//! JSON-to-record decoding.
//!
//! Pipeline:
//!   raw &str
//!     └─ serde_json::from_str     → Value
//!          └─ *_from_value()      → field extractors
//!               └─ validated record (defaults populated, clock applied)
//!
//! Decoding walks a [`Value`] by hand rather than deriving `Deserialize`:
//! the contract distinguishes missing fields from type mismatches from
//! range violations, and fills absent timestamps from an injected clock.
//! Derive-based deserialization can express none of those.

use std::collections::BTreeMap;

use locus_core::{
  area::{Area, Point},
  clock::Clock,
  event::PatientEvent,
  reading::LocationReading,
};
use serde_json::{Map, Value};

use crate::error::{Error, Result};

// ─── Path and type naming ────────────────────────────────────────────────────

/// Human-readable JSON type name, used in `TypeMismatch` reports.
fn json_type(value: &Value) -> &'static str {
  match value {
    Value::Null => "null",
    Value::Bool(_) => "boolean",
    Value::Number(_) => "number",
    Value::String(_) => "string",
    Value::Array(_) => "array",
    Value::Object(_) => "object",
  }
}

/// Dotted path of `field` under the prefix `at` ("" at the record root).
fn path(at: &str, field: &str) -> String {
  if at.is_empty() {
    field.to_string()
  } else {
    format!("{at}.{field}")
  }
}

fn object_at<'a>(value: &'a Value, at: &str) -> Result<&'a Map<String, Value>> {
  value.as_object().ok_or_else(|| Error::TypeMismatch {
    field:    if at.is_empty() { "(root)".to_string() } else { at.to_string() },
    expected: "object",
    found:    json_type(value),
  })
}

// ─── Field extractors ────────────────────────────────────────────────────────

fn require_string(
  obj: &Map<String, Value>,
  at: &str,
  field: &str,
) -> Result<String> {
  match obj.get(field) {
    None => Err(Error::MissingField { field: path(at, field) }),
    Some(Value::String(s)) => Ok(s.clone()),
    Some(other) => Err(Error::TypeMismatch {
      field:    path(at, field),
      expected: "string",
      found:    json_type(other),
    }),
  }
}

/// Like [`require_string`] but rejects the empty string; used for the
/// identifier fields the schema declares non-empty.
fn require_identifier(
  obj: &Map<String, Value>,
  at: &str,
  field: &str,
) -> Result<String> {
  let s = require_string(obj, at, field)?;
  if s.is_empty() {
    return Err(Error::TypeMismatch {
      field:    path(at, field),
      expected: "non-empty string",
      found:    "empty string",
    });
  }
  Ok(s)
}

fn require_f64(obj: &Map<String, Value>, at: &str, field: &str) -> Result<f64> {
  match obj.get(field) {
    None => Err(Error::MissingField { field: path(at, field) }),
    Some(v) => v.as_f64().ok_or_else(|| Error::TypeMismatch {
      field:    path(at, field),
      expected: "number",
      found:    json_type(v),
    }),
  }
}

/// Absent means `default`; present must be a number.
fn f64_or(
  obj: &Map<String, Value>,
  at: &str,
  field: &str,
  default: f64,
) -> Result<f64> {
  match obj.get(field) {
    None => Ok(default),
    Some(v) => v.as_f64().ok_or_else(|| Error::TypeMismatch {
      field:    path(at, field),
      expected: "number",
      found:    json_type(v),
    }),
  }
}

/// An optional integer field. Fractional numbers are a mismatch, not a
/// truncation.
fn opt_i64(
  obj: &Map<String, Value>,
  at: &str,
  field: &str,
) -> Result<Option<i64>> {
  match obj.get(field) {
    None => Ok(None),
    Some(v) => match v.as_i64() {
      Some(n) => Ok(Some(n)),
      None => Err(Error::TypeMismatch {
        field:    path(at, field),
        expected: "integer",
        found:    json_type(v),
      }),
    },
  }
}

fn opt_string(
  obj: &Map<String, Value>,
  at: &str,
  field: &str,
) -> Result<Option<String>> {
  match obj.get(field) {
    None => Ok(None),
    Some(Value::String(s)) => Ok(Some(s.clone())),
    Some(other) => Err(Error::TypeMismatch {
      field:    path(at, field),
      expected: "string",
      found:    json_type(other),
    }),
  }
}

/// An optional string-to-string map; every value must itself be a string.
fn opt_string_map(
  obj: &Map<String, Value>,
  at: &str,
  field: &str,
) -> Result<Option<BTreeMap<String, String>>> {
  let Some(v) = obj.get(field) else { return Ok(None) };
  let entries = object_at(v, &path(at, field))?;
  let mut map = BTreeMap::new();
  for (key, value) in entries {
    let Value::String(s) = value else {
      return Err(Error::TypeMismatch {
        field:    path(&path(at, field), key),
        expected: "string",
        found:    json_type(value),
      });
    };
    map.insert(key.clone(), s.clone());
  }
  Ok(Some(map))
}

/// `batteryLevel`: optional, integral, inclusive 0..=100. Out-of-range
/// values are an error, never clamped.
fn opt_battery_level(obj: &Map<String, Value>, at: &str) -> Result<Option<u8>> {
  let Some(v) = obj.get("batteryLevel") else { return Ok(None) };
  let field = path(at, "batteryLevel");
  let n = v.as_i64().ok_or_else(|| Error::TypeMismatch {
    field:    field.clone(),
    expected: "integer",
    found:    json_type(v),
  })?;
  if !(0..=100).contains(&n) {
    return Err(Error::RangeViolation {
      field,
      value: n as f64,
      allowed: "0..=100",
    });
  }
  Ok(Some(n as u8))
}

// ─── Record decoders ─────────────────────────────────────────────────────────

pub(crate) fn reading_from_value(
  value: &Value,
  at: &str,
  clock: &dyn Clock,
) -> Result<LocationReading> {
  let obj = object_at(value, at)?;

  let device_id = require_identifier(obj, at, "deviceId")?;
  let x = require_f64(obj, at, "x")?;
  let y = require_f64(obj, at, "y")?;
  let z = f64_or(obj, at, "z", 0.0)?;

  let accuracy = f64_or(obj, at, "accuracy", 0.0)?;
  if accuracy < 0.0 {
    return Err(Error::RangeViolation {
      field:   path(at, "accuracy"),
      value:   accuracy,
      allowed: ">= 0",
    });
  }

  // Epoch seconds; stamped from the clock exactly once when absent.
  let timestamp = match opt_i64(obj, at, "timestamp")? {
    Some(t) => t,
    None => clock.now_seconds(),
  };

  Ok(LocationReading {
    device_id,
    x,
    y,
    z,
    accuracy,
    timestamp,
    area: opt_string(obj, at, "area")?,
    battery_level: opt_battery_level(obj, at)?,
    additional_info: opt_string_map(obj, at, "additionalInfo")?,
  })
}

pub(crate) fn point_from_value(value: &Value, at: &str) -> Result<Point> {
  let obj = object_at(value, at)?;
  Ok(Point {
    x: require_f64(obj, at, "x")?,
    y: require_f64(obj, at, "y")?,
  })
}

pub(crate) fn area_from_value(value: &Value, at: &str) -> Result<Area> {
  let obj = object_at(value, at)?;

  let id = require_identifier(obj, at, "id")?;
  let name = require_identifier(obj, at, "name")?;
  let description = opt_string(obj, at, "description")?;

  // Order is significant (polygon winding); the minimum-3 rule for a closed
  // region is the geometry consumer's precondition, not checked here.
  let boundary_points = match obj.get("boundaryPoints") {
    None => Vec::new(),
    Some(Value::Array(items)) => {
      let mut points = Vec::with_capacity(items.len());
      for (i, item) in items.iter().enumerate() {
        let element = format!("{}[{i}]", path(at, "boundaryPoints"));
        points.push(point_from_value(item, &element)?);
      }
      points
    }
    Some(other) => {
      return Err(Error::TypeMismatch {
        field:    path(at, "boundaryPoints"),
        expected: "array",
        found:    json_type(other),
      });
    }
  };

  let level = match opt_i64(obj, at, "level")? {
    None => 0,
    Some(n) => i32::try_from(n).map_err(|_| Error::RangeViolation {
      field:   path(at, "level"),
      value:   n as f64,
      allowed: "32-bit integer",
    })?,
  };

  Ok(Area {
    id,
    name,
    description,
    boundary_points,
    level,
  })
}

pub(crate) fn event_from_value(
  value: &Value,
  at: &str,
  clock: &dyn Clock,
) -> Result<PatientEvent> {
  let obj = object_at(value, at)?;

  let patient_id = require_identifier(obj, at, "patientId")?;
  let kind = require_string(obj, at, "type")?;
  let description = require_string(obj, at, "description")?;

  // Epoch milliseconds here, unlike the reading's seconds.
  let timestamp = match opt_i64(obj, at, "timestamp")? {
    Some(t) => t,
    None => clock.now_millis(),
  };

  let location_data = match obj.get("locationData") {
    None => None,
    Some(v) => Some(reading_from_value(v, &path(at, "locationData"), clock)?),
  };

  Ok(PatientEvent {
    patient_id,
    kind,
    description,
    timestamp,
    location_data,
  })
}

#[cfg(test)]
mod tests {
  use locus_core::clock::FixedClock;
  use serde_json::json;

  use super::*;

  const CLOCK: FixedClock = FixedClock {
    seconds: 1_732_000_100,
    millis:  1_732_000_100_000,
  };

  #[test]
  fn reading_rejects_non_number_coordinate() {
    let value = json!({"deviceId": "uwb-17", "x": "3.25", "y": 8.1});
    let err = reading_from_value(&value, "", &CLOCK).unwrap_err();
    assert!(matches!(
      err,
      Error::TypeMismatch { ref field, expected: "number", found: "string" }
        if field == "x"
    ));
  }

  #[test]
  fn reading_rejects_empty_device_id() {
    let value = json!({"deviceId": "", "x": 1.0, "y": 2.0});
    let err = reading_from_value(&value, "", &CLOCK).unwrap_err();
    assert!(matches!(
      err,
      Error::TypeMismatch { ref field, expected: "non-empty string", .. }
        if field == "deviceId"
    ));
  }

  #[test]
  fn reading_rejects_fractional_timestamp() {
    let value =
      json!({"deviceId": "uwb-17", "x": 1.0, "y": 2.0, "timestamp": 17.5});
    let err = reading_from_value(&value, "", &CLOCK).unwrap_err();
    assert!(matches!(
      err,
      Error::TypeMismatch { ref field, expected: "integer", .. }
        if field == "timestamp"
    ));
  }

  #[test]
  fn reading_rejects_negative_accuracy() {
    let value =
      json!({"deviceId": "uwb-17", "x": 1.0, "y": 2.0, "accuracy": -0.5});
    let err = reading_from_value(&value, "", &CLOCK).unwrap_err();
    assert!(matches!(
      err,
      Error::RangeViolation { ref field, .. } if field == "accuracy"
    ));
  }

  #[test]
  fn reading_rejects_non_string_metadata_value() {
    let value = json!({
      "deviceId": "uwb-17", "x": 1.0, "y": 2.0,
      "additionalInfo": {"firmware": 21}
    });
    let err = reading_from_value(&value, "", &CLOCK).unwrap_err();
    assert!(matches!(
      err,
      Error::TypeMismatch { ref field, expected: "string", found: "number" }
        if field == "additionalInfo.firmware"
    ));
  }

  #[test]
  fn area_names_the_broken_boundary_point() {
    let value = json!({
      "id": "ward-3", "name": "Ward 3",
      "boundaryPoints": [{"x": 0.0, "y": 0.0}, {"x": 4.0}]
    });
    let err = area_from_value(&value, "").unwrap_err();
    assert!(matches!(
      err,
      Error::MissingField { ref field } if field == "boundaryPoints[1].y"
    ));
  }

  #[test]
  fn area_without_boundary_decodes_empty() {
    let value = json!({"id": "ward-3", "name": "Ward 3"});
    let area = area_from_value(&value, "").unwrap();
    assert!(area.boundary_points.is_empty());
    assert_eq!(area.level, 0);
  }

  #[test]
  fn event_names_nested_reading_failures() {
    let value = json!({
      "patientId": "p-42", "type": "fall_detected", "description": "bed exit",
      "locationData": {"x": 1.0, "y": 2.0}
    });
    let err = event_from_value(&value, "", &CLOCK).unwrap_err();
    assert!(matches!(
      err,
      Error::MissingField { ref field } if field == "locationData.deviceId"
    ));
  }

  #[test]
  fn non_object_root_is_a_type_mismatch() {
    let err = point_from_value(&json!([1.0, 2.0]), "").unwrap_err();
    assert!(matches!(
      err,
      Error::TypeMismatch { ref field, expected: "object", found: "array" }
        if field == "(root)"
    ));
  }
}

= = = = = = =

What is needed is a single number: how many lines of the data contain the word "MissingField".

4